[Insight-users] understanding vnl_amoeba
Ekaterina Syrkina
syrkina at vision.ee.ethz.ch
Wed May 2 13:11:16 EDT 2007
On Tue, 2007-05-01 at 19:10 -0400, Luis Ibanez wrote:
> Hi Katya,
Hi Luis,
thanks a lot for your answers!
>
> Yes, your expectation is correct.
>
> The final value of the optimizer should be lower than the initial value.
>
> Did the optimizer terminated with any error value ?
No.
>
> For how many iterations did the optimizer run before stoppping ?
I have 40 variables and the optimiser does about 8030 iterations
(get_num_evaluations() output). I run it with set_x_tolerance stop
criterion.
>
> What may be happening in your case it that the optimizer may not
> have converged to a solution, and/or that it may have gone out
> of the valid domain of your cost function.
How could it not converge? Are there any criteria? During optimisation
all values were larger than initial estimation (I've printed them), so I
expect that initial point is the local minimum already (too local for
me, but that's another question) and at the end I should get exactly
zero parameters and exactly the same initial function value...

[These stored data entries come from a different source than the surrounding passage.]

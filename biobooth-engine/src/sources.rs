//! Biosignal source capability interfaces
//!
//! Every source variant (simulated or real, cardiac or cortical) exposes the
//! same minimal contract so the session engine never branches on hardware
//! type.

pub use biobooth_common::payload::ABSENT;

/// Sentinel R-R interval before the first beat pair is observed
pub const ABSENT_RRI: i64 = -1;

/// Cardiac source contract
///
/// Latest-value getters return the documented sentinel ([`ABSENT`] /
/// [`ABSENT_RRI`]) until a value has been observed; callers treat the
/// sentinel as "unknown", never as a reading.
pub trait CardiacSource: Send + Sync {
    /// Latest lead contact state
    fn is_lead_on(&self) -> bool;

    /// Latest heart-rate-variability value, or [`ABSENT`]
    fn hrv(&self) -> f64;

    /// Timestamp of the latest HRV value, or [`ABSENT`]
    fn hrv_timestamp(&self) -> f64;

    /// Latest R-R interval in sample units, or [`ABSENT_RRI`]
    fn rri(&self) -> i64;
}

/// Cortical source contract
pub trait CorticalSource: Send + Sync {
    /// Drain all buffered alpha-band samples since the last call, FIFO.
    /// Never blocks; returns an empty batch when nothing arrived.
    fn alpha_batch(&self) -> Vec<f64>;

    /// Latest forehead contact state, `None` before the first report
    fn is_on_forehead(&self) -> Option<bool>;

    /// Seconds since the forehead contact state last changed
    fn secs_since_forehead_transition(&self) -> f64;
}
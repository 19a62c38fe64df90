//! Wire payload contracts for the visualization channels
//!
//! The `eeg_ecg` field layout and the pub/sub JSON envelopes are consumed by
//! the exhibit's visualization front end and must remain stable across
//! engine changes.

use serde::Serialize;

/// Channel carrying the live fused biosignal values
pub const CHANNEL_EEG_ECG: &str = "eeg_ecg";

/// Channel carrying phase instruction prompts
pub const CHANNEL_INSTRUCTION: &str = "instruction";

/// Sentinel reported in place of a value that has not yet been observed.
/// Consumers must treat it as "unknown", never as a literal reading.
pub const ABSENT: f64 = -1.0;

/// Number of cortical scalar slots in the `eeg_ecg` payload
pub const CORTICAL_SLOTS: usize = 4;

/// Format the comma-joined `eeg_ecg` payload.
///
/// Field order: four cortical band-power scalars, then cardiac HRV, then
/// lead state (1 = on, 0 = off). The cortical slots carry the most recent
/// alpha values from the tick's drained batch, oldest first; when fewer than
/// four arrived the leading slots carry [`ABSENT`].
pub fn format_eeg_ecg(alpha: &[f64], hrv: f64, lead_on: bool) -> String {
    let mut slots = [ABSENT; CORTICAL_SLOTS];
    let take = alpha.len().min(CORTICAL_SLOTS);
    let newest = &alpha[alpha.len() - take..];
    slots[CORTICAL_SLOTS - take..].copy_from_slice(newest);

    format!(
        "{},{},{},{},{},{}",
        slots[0],
        slots[1],
        slots[2],
        slots[3],
        hrv,
        u8::from(lead_on)
    )
}

/// Instruction prompt text for a phase
pub fn instruction_text(condition: bool) -> &'static str {
    if condition {
        "condition"
    } else {
        "baseline"
    }
}

#[derive(Serialize)]
struct ChannelDecl {
    name: &'static str,
    #[serde(rename = "type")]
    kind: &'static str,
}

#[derive(Serialize)]
struct PublishDecl {
    messages: Vec<ChannelDecl>,
}

#[derive(Serialize)]
struct ConfigBody<'a> {
    name: &'a str,
    publish: PublishDecl,
}

#[derive(Serialize)]
struct ConfigAnnouncement<'a> {
    config: ConfigBody<'a>,
}

#[derive(Serialize)]
struct MessageBody<'a> {
    value: &'a str,
    #[serde(rename = "type")]
    kind: &'static str,
    name: &'a str,
    #[serde(rename = "clientName")]
    client_name: &'a str,
}

#[derive(Serialize)]
struct MessageEnvelope<'a> {
    message: MessageBody<'a>,
}

/// One-time configuration announcement sent on connect, declaring the two
/// string-typed publish channels.
pub fn config_announcement(client_name: &str) -> String {
    let announcement = ConfigAnnouncement {
        config: ConfigBody {
            name: client_name,
            publish: PublishDecl {
                messages: vec![
                    ChannelDecl {
                        name: CHANNEL_EEG_ECG,
                        kind: "string",
                    },
                    ChannelDecl {
                        name: CHANNEL_INSTRUCTION,
                        kind: "string",
                    },
                ],
            },
        },
    };
    // Serialization of these fixed shapes cannot fail
    serde_json::to_string(&announcement).unwrap_or_default()
}

/// Publish envelope for one named string message
pub fn publish_envelope(client_name: &str, channel: &str, payload: &str) -> String {
    let envelope = MessageEnvelope {
        message: MessageBody {
            value: payload,
            kind: "string",
            name: channel,
            client_name,
        },
    };
    serde_json::to_string(&envelope).unwrap_or_default()
}
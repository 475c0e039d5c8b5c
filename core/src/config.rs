// order_flow/src/config.rs

use crate::error::{FlowError, FlowResult};
use dotenvy::dotenv;
use std::env;

pub const NOTIFICATION_THRESHOLD_VAR: &str = "ORDER_NOTIFICATION_THRESHOLD";
pub const DEFAULT_NOTIFICATION_THRESHOLD: i64 = 100;

/// Tunables for `OrderProcessor`.
#[derive(Debug, Clone, Copy, PartialEq, Eq)]
pub struct ProcessorConfig {
  /// A confirmation is sent only when the order total is strictly greater than this.
  pub notification_threshold: i64,
}

impl Default for ProcessorConfig {
  fn default() -> Self {
    Self {
      notification_threshold: DEFAULT_NOTIFICATION_THRESHOLD,
    }
  }
}

impl ProcessorConfig {
  /// Reads the configuration from the environment, loading `.env` if present.
  /// Unset variables keep their defaults.
  pub fn from_env() -> FlowResult<Self> {
    dotenv().ok();

    let notification_threshold = match env::var(NOTIFICATION_THRESHOLD_VAR) {
      Ok(raw) => raw.trim().parse::<i64>().map_err(|e| FlowError::Configuration {
        key: NOTIFICATION_THRESHOLD_VAR.to_string(),
        message: format!("invalid value '{}': {}", raw, e),
      })?,
      Err(env::VarError::NotPresent) => DEFAULT_NOTIFICATION_THRESHOLD,
      Err(e) => {
        return Err(FlowError::Configuration {
          key: NOTIFICATION_THRESHOLD_VAR.to_string(),
          message: e.to_string(),
        })
      }
    };

    tracing::debug!(notification_threshold, "Processor configuration loaded.");
    Ok(Self { notification_threshold })
  }
}
// tests/config_tests.rs
mod common;

use common::*;
use order_flow::config::{DEFAULT_NOTIFICATION_THRESHOLD, NOTIFICATION_THRESHOLD_VAR};
use order_flow::{FlowError, ProcessorConfig};
use serial_test::serial;
use std::env;

#[test]
fn test_default_threshold_is_one_hundred() {
  assert_eq!(ProcessorConfig::default().notification_threshold, 100);
  assert_eq!(DEFAULT_NOTIFICATION_THRESHOLD, 100);
}

#[test]
#[serial]
fn test_from_env_uses_default_when_unset() {
  setup_tracing();
  env::remove_var(NOTIFICATION_THRESHOLD_VAR);
  assert_eq!(ProcessorConfig::from_env().unwrap(), ProcessorConfig::default());
}

#[test]
#[serial]
fn test_from_env_reads_threshold() {
  setup_tracing();
  env::set_var(NOTIFICATION_THRESHOLD_VAR, " 250 ");
  let config = ProcessorConfig::from_env();
  env::remove_var(NOTIFICATION_THRESHOLD_VAR);

  assert_eq!(config.unwrap().notification_threshold, 250);
}

#[test]
#[serial]
fn test_from_env_rejects_invalid_threshold() {
  setup_tracing();
  env::set_var(NOTIFICATION_THRESHOLD_VAR, "lots");
  let config = ProcessorConfig::from_env();
  env::remove_var(NOTIFICATION_THRESHOLD_VAR);

  match config {
    Err(FlowError::Configuration { key, message }) => {
      assert_eq!(key, NOTIFICATION_THRESHOLD_VAR);
      assert!(message.contains("lots"));
    }
    other => panic!("Expected FlowError::Configuration, got {:?}", other),
  }
}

As for parameter domain, I truncate parameters inside my function.
Anyway, parameter values during estimation are far from the domain
boundary...
>
> In ITK, the wrapper around the vnl_amoeba optimizer allows you to
> connect observers to it, so that you can track the values of the
> optimizer at every iteration.
There is verbose mode for vnl_amoeba minimizer which prints number and
type of iteration, parameters for the first simplex corner (the lowest
one) and function value at all simplex corners. After 600 iterations I
have only "shrink" iterations around the initial point with function
value at simplex corners something like:
1.00 1.01 1.01 ... 1.01 (all but first are identical close to initial!)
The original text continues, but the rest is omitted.